Was thuts? — Jch hab’ in dem gelobten Lande, —
Und drum auch mir gelobt auf immerdar! —
Der Vorurtheile mehr ſchon abgelegt. —
Was will mein Orden auch? Jch Tempelherr
Bin todt; war von dem Augenblick ihm todt,
Der mich zu Saladins Gefangnen machte.
Der Kopf, den Saladin mir ſchenkte, waͤr’
Mein alter? — Jſt ein neuer; der von allem
Nichts weiß, was jenem eingeplaudert ward,
Was jenen band. — Und iſt ein beſſrer; fuͤr
Den vaͤterlichen Himmel mehr gemacht.
Das ſpuͤr’ ich ja. Denn erſt mit ihm beginn’

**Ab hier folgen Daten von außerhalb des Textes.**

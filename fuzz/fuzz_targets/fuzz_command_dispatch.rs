//! Fuzz target: `CommandProtocol::handle_datagram`
//!
//! Feeds arbitrary datagrams through the command table and checks that
//! only registered tokens of at most nine bytes ever produce a reply, and
//! that every datagram is counted.
//!
//! cargo fuzz run fuzz_command_dispatch

#![no_main]

use std::net::Ipv4Addr;

use libfuzzer_sys::fuzz_target;
use sensornode::app::commands::{CommandAction, CommandReply};
use sensornode::app::protocol::{CommandProtocol, MAX_COMMAND_LEN, NodeInfo};
use sensornode::events::UpdateFlag;

fn info() -> NodeInfo {
    NodeInfo {
        name: "fuzz".into(),
        version: "0.0.0",
        reset_reason: "boot".into(),
        uptime_ms: 0,
        reset_causes: ["POWERON_RESET", "POWERON_RESET"],
        local_ip: Ipv4Addr::UNSPECIFIED,
        mac: "00:00:00:00:00:00".into(),
        statistics: String::new(),
    }
}

fuzz_target!(|data: &[u8]| {
    let flag = UpdateFlag::new();
    let mut protocol = CommandProtocol::new(flag.clone());
    protocol.register("PING", Box::new(|_: &NodeInfo| CommandReply::text("PONG")));
    let info = info();

    // Split the input into datagrams at newlines.
    let mut handled = 0;
    for datagram in data.split(|&b| b == b'\n') {
        handled += 1;
        let Some(reply) = protocol.handle_datagram(datagram, &info) else {
            continue;
        };
        assert!(datagram.len() <= MAX_COMMAND_LEN);
        let token = core::str::from_utf8(datagram).expect("accepted tokens are UTF-8");
        match token {
            "RESET" | "RECONF" => assert_ne!(reply.action, CommandAction::None),
            "UPDATE" => assert!(flag.is_pending()),
            "INFO" | "VERSION" | "PING" => assert!(reply.reply.is_some()),
            other => panic!("unregistered token {other:?} dispatched"),
        }
    }

    let stats = protocol.statistics();
    assert_eq!(stats[0].1, handled.to_string());
});
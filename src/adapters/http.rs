//! Plain-HTTP GET client for the name service and the firmware server.
//!
//! Implements [`HttpPort`].  Every request uses a fresh connection with a
//! timeout of `connect + data` from [`NodeConfig`], so a dead server costs
//! at most one watchdog-safe interval.
//!
//! - **`target_os = "espidf"`**: `esp_idf_svc::http::client::EspHttpConnection`.
//! - **all other targets**: offline simulation: every request fails to connect.

use log::{debug, warn};

use crate::app::ports::{HttpError, HttpPort, HttpResponse, StreamHead};
use crate::config::NodeConfig;

#[cfg(target_os = "espidf")]
use esp_idf_svc::http::Method;
#[cfg(target_os = "espidf")]
use esp_idf_svc::http::client::{Configuration, EspHttpConnection};

/// Parse a `Content-Length` header value.
pub fn parse_content_length(value: Option<&str>) -> Option<usize> {
    value?.trim().parse().ok()
}

pub struct HttpAdapter {
    timeout_ms: u32,
    #[cfg(target_os = "espidf")]
    stream: Option<EspHttpConnection>,
}

impl HttpAdapter {
    pub fn new(config: &NodeConfig) -> Self {
        Self {
            timeout_ms: config.http_connect_timeout_ms + config.http_data_timeout_ms,
            #[cfg(target_os = "espidf")]
            stream: None,
        }
    }

    pub fn timeout_ms(&self) -> u32 {
        self.timeout_ms
    }

    /// Connect, send the GET and read the response headers.
    #[cfg(target_os = "espidf")]
    fn request(&self, url: &str) -> Result<EspHttpConnection, HttpError> {
        let mut conn = EspHttpConnection::new(&Configuration {
            timeout: Some(std::time::Duration::from_millis(u64::from(self.timeout_ms))),
            ..Default::default()
        })
        .map_err(|e| {
            warn!("Http: client init failed: {}", e);
            HttpError::Connect
        })?;
        conn.initiate_request(Method::Get, url, &[]).map_err(|e| {
            debug!("Http: GET {} failed: {}", url, e);
            HttpError::Connect
        })?;
        conn.initiate_response().map_err(|e| {
            debug!("Http: no response from {}: {}", url, e);
            HttpError::Timeout
        })?;
        Ok(conn)
    }
}

#[cfg(target_os = "espidf")]
impl HttpPort for HttpAdapter {
    fn get(&mut self, url: &str, max_body: usize) -> Result<HttpResponse, HttpError> {
        let mut conn = self.request(url)?;
        let status = conn.status();
        let mut body = vec![0u8; max_body];
        let mut filled = 0;
        while filled < max_body {
            match conn.read(&mut body[filled..]) {
                Ok(0) => break,
                Ok(n) => filled += n,
                Err(e) => {
                    warn!("Http: body read from {} failed: {}", url, e);
                    return Err(HttpError::Read);
                }
            }
        }
        body.truncate(filled);
        debug!("Http: GET {} -> {} ({} bytes)", url, status, filled);
        Ok(HttpResponse { status, body })
    }

    fn open_stream(&mut self, url: &str) -> Result<StreamHead, HttpError> {
        self.stream = None;
        let conn = self.request(url)?;
        let head = StreamHead {
            status: conn.status(),
            content_length: parse_content_length(conn.header("Content-Length")),
        };
        debug!("Http: stream {} -> {:?}", url, head);
        self.stream = Some(conn);
        Ok(head)
    }

    fn read_stream(&mut self, buf: &mut [u8]) -> Result<usize, HttpError> {
        let conn = self.stream.as_mut().ok_or(HttpError::NoStream)?;
        conn.read(buf).map_err(|e| {
            warn!("Http: stream read failed: {}", e);
            HttpError::Read
        })
    }

    fn close_stream(&mut self) {
        self.stream = None;
    }
}

#[cfg(not(target_os = "espidf"))]
impl HttpPort for HttpAdapter {
    fn get(&mut self, url: &str, _max_body: usize) -> Result<HttpResponse, HttpError> {
        debug!("Http(sim): GET {} ({} ms timeout): offline", url, self.timeout_ms);
        Err(HttpError::Connect)
    }

    fn open_stream(&mut self, url: &str) -> Result<StreamHead, HttpError> {
        debug!("Http(sim): stream {}: offline", url);
        Err(HttpError::Connect)
    }

    fn read_stream(&mut self, _buf: &mut [u8]) -> Result<usize, HttpError> {
        Err(HttpError::NoStream)
    }

    fn close_stream(&mut self) {}
}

Jch ſo zu denken, wie mein Vater hier
Gedacht muß haben; wenn man Maͤhrchen nicht
Von ihm mir vorgelogen. — Maͤhrchen? — doch
Ganz glaubliche; die glaublicher mir nie,
Als itzt geſchienen, da ich nur Gefahr
Zu ſtraucheln lauffe, wo er ſiel. — Er fiel?
Jch will mit Maͤnnern lieber fallen, als
Mit Kindern ſtehn. — Sein Beyſpiel buͤrget mir
Fuͤr ſeinen Beyfall. Und an weſſen Beyfall
Liegt mir denn ſonſt — An Nathans? — O an deſſen
Ermuntrung mehr, als Beyfall, kann es mir
Noch weniger gebrechen. — Welch ein Jude! —
Und der ſo ganz nur Jude ſcheinen will!